• _Task goal_: The answer must be a single number: how many lines in this listing hold the word "contains".

• _Records for the exercise_:

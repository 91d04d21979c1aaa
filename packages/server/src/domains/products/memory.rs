//! In-memory product store for testing.

use anyhow::{bail, Result};
use async_trait::async_trait;
use std::sync::RwLock;
use uuid::Uuid;

use super::model::RawProduct;
use super::store::ProductStore;

#[derive(Default)]
pub struct MemoryProductStore {
    products: RwLock<Vec<RawProduct>>,
    fail_writes: RwLock<bool>,
}

impl MemoryProductStore {
    pub fn new() -> Self {
        Self::default()
    }

    /// Make subsequent writes fail (partial-failure tests).
    pub fn fail_writes(&self, fail: bool) {
        *self.fail_writes.write().unwrap() = fail;
    }

    /// Number of stored product documents.
    pub fn len(&self) -> usize {
        self.products.read().unwrap().len()
    }

    pub fn is_empty(&self) -> bool {
        self.len() == 0
    }
}

#[async_trait]
impl ProductStore for MemoryProductStore {
    async fn insert_many(&self, products: &[RawProduct]) -> Result<u64> {
        if *self.fail_writes.read().unwrap() {
            bail!("product store write failed");
        }

        self.products
            .write()
            .unwrap()
            .extend(products.iter().cloned());
        Ok(products.len() as u64)
    }

    async fn find_by_supplier(&self, supplier_id: Uuid) -> Result<Vec<RawProduct>> {
        Ok(self
            .products
            .read()
            .unwrap()
            .iter()
            .filter(|p| p.supplier_id == supplier_id)
            .cloned()
            .collect())
    }
}
//! Connection supervision and schema setup.
//!
//! The service refuses to serve traffic against an unverified store: the
//! pool is established with a capped number of attempts and doubling backoff,
//! and schema migrations run before the listener binds. Exhausting the
//! attempts propagates an error out of main, exiting non-zero.

use std::path::Path;
use std::time::Duration;

use anyhow::{Context, Result};
use qrbox_core::Config;
use sqlx::postgres::PgPoolOptions;
use sqlx::PgPool;

/// Backoff before the next attempt, doubling from 1s: 1s, 2s, 4s, 8s...
/// `attempt` counts completed failed attempts. Capped so a misconfigured
/// attempt count cannot produce absurd waits.
pub(crate) fn backoff_delay(attempt: u32) -> Duration {
    Duration::from_secs(1u64 << attempt.min(6))
}

async fn try_connect(config: &Config) -> Result<PgPool, sqlx::Error> {
    PgPoolOptions::new()
        .max_connections(config.db_max_connections)
        .acquire_timeout(Duration::from_secs(config.db_timeout_seconds))
        .idle_timeout(Duration::from_secs(600))
        .max_lifetime(Duration::from_secs(1800))
        .connect(&config.database_url)
        .await
}

/// Establish and verify the database pool, retrying with exponential backoff
/// up to `config.db_connect_attempts` attempts.
pub async fn connect_with_retry(config: &Config) -> Result<PgPool> {
    let attempts = config.db_connect_attempts.max(1);

    for attempt in 1..=attempts {
        tracing::info!(attempt, max_attempts = attempts, "Connecting to database");

        match try_connect(config).await {
            Ok(pool) => {
                // The pool connects lazily; a ping proves the store is reachable.
                match ping(&pool).await {
                    Ok(()) => {
                        tracing::info!(
                            max_connections = config.db_max_connections,
                            "Database connected successfully"
                        );
                        return Ok(pool);
                    }
                    Err(e) => {
                        tracing::warn!(attempt, error = %e, "Database ping failed");
                    }
                }
            }
            Err(e) => {
                tracing::warn!(attempt, error = %e, "Database connection attempt failed");
            }
        }

        if attempt < attempts {
            let delay = backoff_delay(attempt - 1);
            tracing::info!(delay_secs = delay.as_secs(), "Waiting before retry");
            tokio::time::sleep(delay).await;
        }
    }

    anyhow::bail!("Database connection failed after {} attempts", attempts)
}

/// Lightweight connectivity probe.
pub async fn ping(pool: &PgPool) -> Result<(), sqlx::Error> {
    sqlx::query("SELECT 1").execute(pool).await.map(|_| ())
}

/// Whether the expected schema objects are present. Used by the health
/// endpoint, not as a gate (migrations guarantee them at startup).
pub async fn tables_exist(pool: &PgPool) -> Result<bool, sqlx::Error> {
    sqlx::query_scalar::<_, bool>(
        "SELECT to_regclass('public.uploads') IS NOT NULL
            AND to_regclass('public.qr_codes') IS NOT NULL",
    )
    .fetch_one(pool)
    .await
}

/// Apply pending migrations from the workspace migrations/ directory.
/// Every step is written to be idempotent (IF NOT EXISTS, duplicate-object
/// guards), so re-application against an existing schema is a no-op.
pub async fn run_migrations(pool: &PgPool) -> Result<()> {
    let migrations_dir = Path::new(env!("CARGO_MANIFEST_DIR")).join("../../migrations");
    let migrator = sqlx::migrate::Migrator::new(migrations_dir)
        .await
        .context("Failed to load migrations")?;
    migrator
        .run(pool)
        .await
        .context("Failed to run database migrations")?;
    tracing::info!("Database migrations applied");
    Ok(())
}

#[cfg(test)]
mod tests {
    use super::*;

    #[test]
    fn backoff_doubles_from_one_second() {
        assert_eq!(backoff_delay(0), Duration::from_secs(1));
        assert_eq!(backoff_delay(1), Duration::from_secs(2));
        assert_eq!(backoff_delay(2), Duration::from_secs(4));
        assert_eq!(backoff_delay(3), Duration::from_secs(8));
    }

    #[test]
    fn backoff_is_capped() {
        assert_eq!(backoff_delay(6), Duration::from_secs(64));
        assert_eq!(backoff_delay(20), Duration::from_secs(64));
    }
}
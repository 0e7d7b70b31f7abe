use std::path::{Path, PathBuf};

use tokio::fs;
use tokio::io::AsyncWriteExt;

use crate::{StorageError, StorageResult};

/// Local filesystem storage rooted at the upload directory.
#[derive(Clone, Debug)]
pub struct LocalStorage {
    base_path: PathBuf,
    base_url: String,
}

impl LocalStorage {
    /// Create a new LocalStorage instance, creating the base directory if needed.
    ///
    /// # Arguments
    /// * `base_path` - Root directory for file storage (e.g., "uploads")
    /// * `base_url` - Base URL for serving files (e.g., "http://localhost:10000/uploads")
    pub async fn new(base_path: impl Into<PathBuf>, base_url: String) -> StorageResult<Self> {
        let base_path = base_path.into();

        fs::create_dir_all(&base_path).await.map_err(|e| {
            StorageError::ConfigError(format!(
                "Failed to create storage directory {}: {}",
                base_path.display(),
                e
            ))
        })?;

        Ok(LocalStorage {
            base_path,
            base_url,
        })
    }

    /// Convert a storage key to a filesystem path, rejecting keys that could
    /// escape the base directory.
    fn key_to_path(&self, storage_key: &str) -> StorageResult<PathBuf> {
        if storage_key.is_empty()
            || storage_key.contains("..")
            || storage_key.contains('/')
            || storage_key.contains('\\')
        {
            return Err(StorageError::InvalidKey(
                "Storage key contains invalid characters".to_string(),
            ));
        }

        Ok(self.base_path.join(storage_key))
    }

    /// Public URL for a stored file.
    pub fn url_for(&self, storage_key: &str) -> String {
        format!("{}/{}", self.base_url.trim_end_matches('/'), storage_key)
    }

    /// Filesystem path for a stored file. The detection engine reads the
    /// raster straight from disk.
    pub fn path_for(&self, storage_key: &str) -> StorageResult<PathBuf> {
        self.key_to_path(storage_key)
    }

    /// Write a file under the base directory.
    pub async fn save(&self, storage_key: &str, data: &[u8]) -> StorageResult<PathBuf> {
        let path = self.key_to_path(storage_key)?;
        let start = std::time::Instant::now();

        let mut file = fs::File::create(&path).await.map_err(|e| {
            StorageError::WriteFailed(format!("Failed to create file {}: {}", path.display(), e))
        })?;

        file.write_all(data).await.map_err(|e| {
            StorageError::WriteFailed(format!("Failed to write file {}: {}", path.display(), e))
        })?;

        file.sync_all().await.map_err(|e| {
            StorageError::WriteFailed(format!("Failed to sync file {}: {}", path.display(), e))
        })?;

        tracing::debug!(
            path = %path.display(),
            size_bytes = data.len(),
            duration_ms = start.elapsed().as_secs_f64() * 1000.0,
            "Stored file"
        );

        Ok(path)
    }

    pub async fn exists(&self, storage_key: &str) -> StorageResult<bool> {
        let path = self.key_to_path(storage_key)?;
        Ok(fs::try_exists(&path).await.unwrap_or(false))
    }

    /// Remove a file. Returns NotFound if it was already absent.
    pub async fn delete(&self, storage_key: &str) -> StorageResult<()> {
        let path = self.key_to_path(storage_key)?;

        match fs::remove_file(&path).await {
            Ok(()) => Ok(()),
            Err(e) if e.kind() == std::io::ErrorKind::NotFound => {
                Err(StorageError::NotFound(storage_key.to_string()))
            }
            Err(e) => Err(StorageError::DeleteFailed(format!(
                "Failed to delete {}: {}",
                path.display(),
                e
            ))),
        }
    }

    /// Remove a file, logging and swallowing any failure. Used on the
    /// deletion path where a missing or locked file must not abort the
    /// database removal.
    pub async fn delete_best_effort(&self, storage_key: &str) {
        match self.delete(storage_key).await {
            Ok(()) => {}
            Err(StorageError::NotFound(_)) => {
                tracing::debug!(key = %storage_key, "File already absent on delete");
            }
            Err(e) => {
                tracing::warn!(key = %storage_key, error = %e, "Could not delete stored file");
            }
        }
    }
}

#[cfg(test)]
mod tests {
    use super::*;
    use tempfile::TempDir;

    async fn storage() -> (TempDir, LocalStorage) {
        let dir = TempDir::new().unwrap();
        let storage = LocalStorage::new(dir.path(), "http://localhost:10000/uploads".to_string())
            .await
            .unwrap();
        (dir, storage)
    }

    #[tokio::test]
    async fn save_then_exists_then_delete() {
        let (_dir, storage) = storage().await;

        storage.save("a.png", b"data").await.unwrap();
        assert!(storage.exists("a.png").await.unwrap());

        storage.delete("a.png").await.unwrap();
        assert!(!storage.exists("a.png").await.unwrap());
    }

    #[tokio::test]
    async fn delete_missing_is_not_found() {
        let (_dir, storage) = storage().await;
        assert!(matches!(
            storage.delete("missing.png").await,
            Err(StorageError::NotFound(_))
        ));
    }

    #[tokio::test]
    async fn delete_best_effort_never_errors() {
        let (_dir, storage) = storage().await;
        // Absent file: swallowed.
        storage.delete_best_effort("missing.png").await;
    }

    #[tokio::test]
    async fn rejects_traversal_keys() {
        let (_dir, storage) = storage().await;
        assert!(matches!(
            storage.save("../evil.png", b"x").await,
            Err(StorageError::InvalidKey(_))
        ));
        assert!(matches!(
            storage.path_for("nested/evil.png"),
            Err(StorageError::InvalidKey(_))
        ));
        assert!(matches!(storage.path_for(""), Err(StorageError::InvalidKey(_))));
    }

    #[tokio::test]
    async fn url_for_joins_cleanly() {
        let dir = TempDir::new().unwrap();
        let storage = LocalStorage::new(dir.path(), "http://host/uploads/".to_string())
            .await
            .unwrap();
        assert_eq!(storage.url_for("a.png"), "http://host/uploads/a.png");
    }
}
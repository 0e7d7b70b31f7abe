//! QR detection engine.
//!
//! Decodes the stored raster once, then runs the symbol decoder over three
//! variants of the grayscale image: unmodified, and two contrast-enhanced
//! versions at distinct coefficients. A variant finding nothing is normal;
//! only an unreadable raster fails the whole call. Results are unioned in
//! strategy-run order and deduplicated by exact payload text, first
//! occurrence winning.

use std::path::Path;

use image::{DynamicImage, GrayImage};
use qrbox_core::models::NewQrCode;

use crate::classifier;

/// Contrast coefficients for the two enhancement strategies, mirroring the
/// mid/strong enhancement pair the detection pipeline was tuned with.
pub const CONTRAST_COEFFICIENTS: [f32; 2] = [50.0, 100.0];

/// Fatal detection failures. Anything below raster level (a strategy not
/// finding a symbol, a grid failing to decode) is recovered internally.
#[derive(Debug, thiserror::Error)]
pub enum ProcessingError {
    // image::open folds IO failures (missing/truncated files) into ImageError.
    #[error("Failed to decode image: {0}")]
    InvalidImage(#[from] image::ImageError),
}

/// One raw detection before dedup: payload text plus the locating strategy's
/// position estimate.
#[derive(Debug, Clone)]
struct RawDetection {
    content: String,
    position: Option<(i32, i32)>,
}

/// Decode the image at `path` and return the deduplicated, classified codes.
///
/// Invoked exactly once per upload, off the request path. Zero codes is a
/// successful outcome.
pub fn detect_codes(path: &Path) -> Result<Vec<NewQrCode>, ProcessingError> {
    let raster = image::open(path)?;
    tracing::debug!(
        path = %path.display(),
        width = raster.width(),
        height = raster.height(),
        "Decoded raster for QR detection"
    );
    Ok(detect_in_raster(&raster))
}

/// Run all detection strategies against an already-decoded raster.
pub fn detect_in_raster(raster: &DynamicImage) -> Vec<NewQrCode> {
    // Grayscale removes color-channel noise before symbol recognition.
    let gray = raster.to_luma8();

    let mut found = Vec::new();

    // Strategy 1: unmodified grayscale.
    found.extend(decode_variant(gray.clone(), "grayscale"));

    // Strategies 2..: contrast-enhanced variants. All strategies always run;
    // recall beats early exit here and dedup collapses the overlap.
    for coefficient in CONTRAST_COEFFICIENTS {
        let variant = image::imageops::contrast(&gray, coefficient);
        found.extend(decode_variant(variant, "contrast"));
    }

    dedup_and_classify(found)
}

/// Decode one raster variant. Symbol-level failures are logged and yield
/// zero codes for this variant; they never propagate.
fn decode_variant(img: GrayImage, strategy: &str) -> Vec<RawDetection> {
    let mut prepared = rqrr::PreparedImage::prepare(img);
    let grids = prepared.detect_grids();

    let mut detections = Vec::new();
    for grid in grids {
        let top_left = grid.bounds[0];
        match grid.decode() {
            Ok((_meta, content)) => {
                detections.push(RawDetection {
                    content,
                    position: Some((top_left.x, top_left.y)),
                });
            }
            Err(e) => {
                tracing::warn!(strategy, error = %e, "Grid decode failed, skipping symbol");
            }
        }
    }

    detections
}

/// Collapse detections sharing identical payload text into one code each,
/// keeping the first occurrence's position and preserving strategy-run order.
fn dedup_and_classify(found: Vec<RawDetection>) -> Vec<NewQrCode> {
    let mut seen = std::collections::HashSet::new();
    let mut unique = Vec::new();

    for detection in found {
        if !seen.insert(detection.content.clone()) {
            continue;
        }
        let kind = classifier::classify(&detection.content);
        unique.push(NewQrCode {
            kind,
            position_x: detection.position.map(|(x, _)| x),
            position_y: detection.position.map(|(_, y)| y),
            // The symbol decoder exposes no confidence measure; a decoded
            // grid passed its error correction, so report certainty.
            confidence: 1.0,
            content: detection.content,
        });
    }

    unique
}

#[cfg(test)]
mod tests {
    use super::*;
    use qrbox_core::models::QrContentKind;

    fn raw(content: &str, x: i32) -> RawDetection {
        RawDetection {
            content: content.to_string(),
            position: Some((x, 0)),
        }
    }

    #[test]
    fn dedup_keeps_first_occurrence() {
        let unique = dedup_and_classify(vec![
            raw("https://example.com", 10),
            raw("https://example.com", 99),
            raw("second", 20),
        ]);

        assert_eq!(unique.len(), 2);
        assert_eq!(unique[0].content, "https://example.com");
        // Position from the first strategy that found it, not the later duplicate.
        assert_eq!(unique[0].position_x, Some(10));
        assert_eq!(unique[1].content, "second");
    }

    #[test]
    fn dedup_preserves_strategy_order() {
        let unique = dedup_and_classify(vec![raw("b", 0), raw("a", 1), raw("b", 2), raw("c", 3)]);
        let contents: Vec<_> = unique.iter().map(|c| c.content.as_str()).collect();
        assert_eq!(contents, vec!["b", "a", "c"]);
    }

    #[test]
    fn dedup_classifies_each_payload() {
        let unique = dedup_and_classify(vec![raw("https://example.com", 0), raw("plain", 1)]);
        assert_eq!(unique[0].kind, QrContentKind::Url);
        assert_eq!(unique[1].kind, QrContentKind::Text);
        assert_eq!(unique[0].confidence, 1.0);
    }

    #[test]
    fn blank_raster_finds_nothing() {
        let raster = DynamicImage::ImageLuma8(GrayImage::from_pixel(
            300,
            300,
            image::Luma([255u8]),
        ));
        assert!(detect_in_raster(&raster).is_empty());
    }
}
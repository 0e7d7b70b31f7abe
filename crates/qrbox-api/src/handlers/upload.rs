//! Ingestion gateway: validate, persist, schedule detection, return 202.

use std::sync::Arc;

use axum::{
    extract::{Multipart, State},
    http::StatusCode,
    Json,
};
use qrbox_core::models::ProcessingStatus;
use qrbox_core::AppError;
use qrbox_processing::UploadValidator;
use serde::Serialize;
use utoipa::ToSchema;
use uuid::Uuid;

use crate::error::{ErrorResponse, HttpAppError};
use crate::state::AppState;

#[derive(Debug, Serialize, ToSchema)]
#[serde(rename_all = "camelCase")]
pub struct UploadAcceptedResponse {
    pub success: bool,
    pub upload_id: Uuid,
    pub status: ProcessingStatus,
    pub message: String,
    pub image_url: String,
}

/// Upload and process an image.
///
/// The response is returned before detection runs; callers poll
/// `/api/results/{uploadId}` until the status turns terminal.
#[utoipa::path(
    post,
    path = "/api/upload",
    tag = "uploads",
    request_body(content = inline(Object), content_type = "multipart/form-data"),
    responses(
        (status = 202, description = "Upload accepted, detection scheduled", body = UploadAcceptedResponse),
        (status = 400, description = "Invalid or spoofed file", body = ErrorResponse),
        (status = 413, description = "File too large", body = ErrorResponse),
        (status = 500, description = "Internal server error", body = ErrorResponse)
    )
)]
#[tracing::instrument(skip(state, multipart), fields(operation = "upload_image"))]
pub async fn upload_image(
    State(state): State<Arc<AppState>>,
    multipart: Multipart,
) -> Result<(StatusCode, Json<UploadAcceptedResponse>), HttpAppError> {
    let (original_name, content_type, data) = read_image_field(multipart).await?;

    let validator = UploadValidator::new(
        state.config.max_file_size_bytes,
        state.config.allowed_extensions.clone(),
        state.config.allowed_content_types.clone(),
    );
    let extension = validator.validate_all(&original_name, &content_type, &data)?;

    let id = Uuid::new_v4();
    let stored_filename = format!("{}.{}", id, extension);

    let image_path = state.storage.save(&stored_filename, &data).await?;

    let upload = match state
        .uploads
        .create(
            id,
            &stored_filename,
            &original_name,
            data.len() as i64,
            &content_type,
        )
        .await
    {
        Ok(upload) => upload,
        Err(e) => {
            // The row is the source of truth; without it the stored file is garbage.
            state.storage.delete_best_effort(&stored_filename).await;
            return Err(e.into());
        }
    };

    // Schedule detection out-of-band. The handler holds no completion
    // reference; a submit failure must not leave the row stuck in processing.
    if let Err(e) = state.queue.submit(upload.id, image_path) {
        tracing::error!(upload_id = %upload.id, error = %e, "Failed to schedule detection");
        let message = format!("Failed to schedule detection: {}", e);
        if let Err(mark_err) = state.uploads.mark_failed(upload.id, &message).await {
            tracing::error!(
                upload_id = %upload.id,
                error = %mark_err,
                "Failed to mark unscheduled upload as failed"
            );
        }
    }

    tracing::info!(
        upload_id = %upload.id,
        original_name = %upload.original_name,
        file_size = upload.file_size,
        "Upload accepted"
    );

    Ok((
        StatusCode::ACCEPTED,
        Json(UploadAcceptedResponse {
            success: true,
            upload_id: upload.id,
            status: ProcessingStatus::Processing,
            message: "Image uploaded successfully, processing QR codes...".to_string(),
            image_url: state.storage.url_for(&upload.filename),
        }),
    ))
}

/// Pull the first file field out of the multipart body.
async fn read_image_field(
    mut multipart: Multipart,
) -> Result<(String, String, Vec<u8>), HttpAppError> {
    while let Some(field) = multipart.next_field().await.map_err(|e| {
        HttpAppError(AppError::InvalidInput(format!(
            "Malformed multipart body: {}",
            e
        )))
    })? {
        if field.file_name().is_none() {
            continue;
        }

        let original_name = field
            .file_name()
            .unwrap_or("upload")
            .to_string();
        let content_type = field
            .content_type()
            .unwrap_or("application/octet-stream")
            .to_string();
        let data = field.bytes().await.map_err(|e| {
            HttpAppError(AppError::InvalidInput(format!(
                "Failed to read file data: {}",
                e
            )))
        })?;

        return Ok((original_name, content_type, data.to_vec()));
    }

    Err(HttpAppError(AppError::InvalidInput(
        "No image file provided".to_string(),
    )))
}
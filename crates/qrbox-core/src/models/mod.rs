pub mod qr_code;
pub mod upload;

pub use qr_code::{NewQrCode, Position, QrCode, QrCodeResponse, QrContentKind};
pub use upload::{
    Pagination, ProcessingStatus, ResultsResponse, Upload, UploadListItem, UploadResponse,
};
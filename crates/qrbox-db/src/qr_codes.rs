//! QR code repository
//!
//! Read-only access to decoded codes. Rows are written by
//! `UploadRepository::complete_with_codes` (inside the terminal-state
//! transaction) and removed only through the parent cascade.

use qrbox_core::models::QrCode;
use qrbox_core::AppError;
use sqlx::{PgPool, Postgres};
use uuid::Uuid;

#[derive(Clone)]
pub struct QrCodeRepository {
    pool: PgPool,
}

impl QrCodeRepository {
    pub fn new(pool: PgPool) -> Self {
        Self { pool }
    }

    /// Codes for one upload in strategy-run order.
    #[tracing::instrument(skip(self), fields(db.table = "qr_codes"))]
    pub async fn list_for_upload(&self, upload_id: Uuid) -> Result<Vec<QrCode>, AppError> {
        let codes = sqlx::query_as::<Postgres, QrCode>(
            "SELECT * FROM qr_codes WHERE upload_id = $1 ORDER BY ordinal ASC",
        )
        .bind(upload_id)
        .fetch_all(&self.pool)
        .await?;

        Ok(codes)
    }
}
//! Image-side processing: upload validation (size, type, magic bytes), the
//! QR detection engine, payload classification, and QR image generation.

pub mod classifier;
pub mod decoder;
pub mod generator;
pub mod signature;
pub mod validator;

pub use classifier::classify;
pub use decoder::{detect_codes, detect_in_raster, ProcessingError};
pub use generator::{render_qr_png, GenerationError};
pub use signature::{sniff, ImageSignature};
pub use validator::{UploadValidator, ValidationError};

• _Solution for this problem_: 4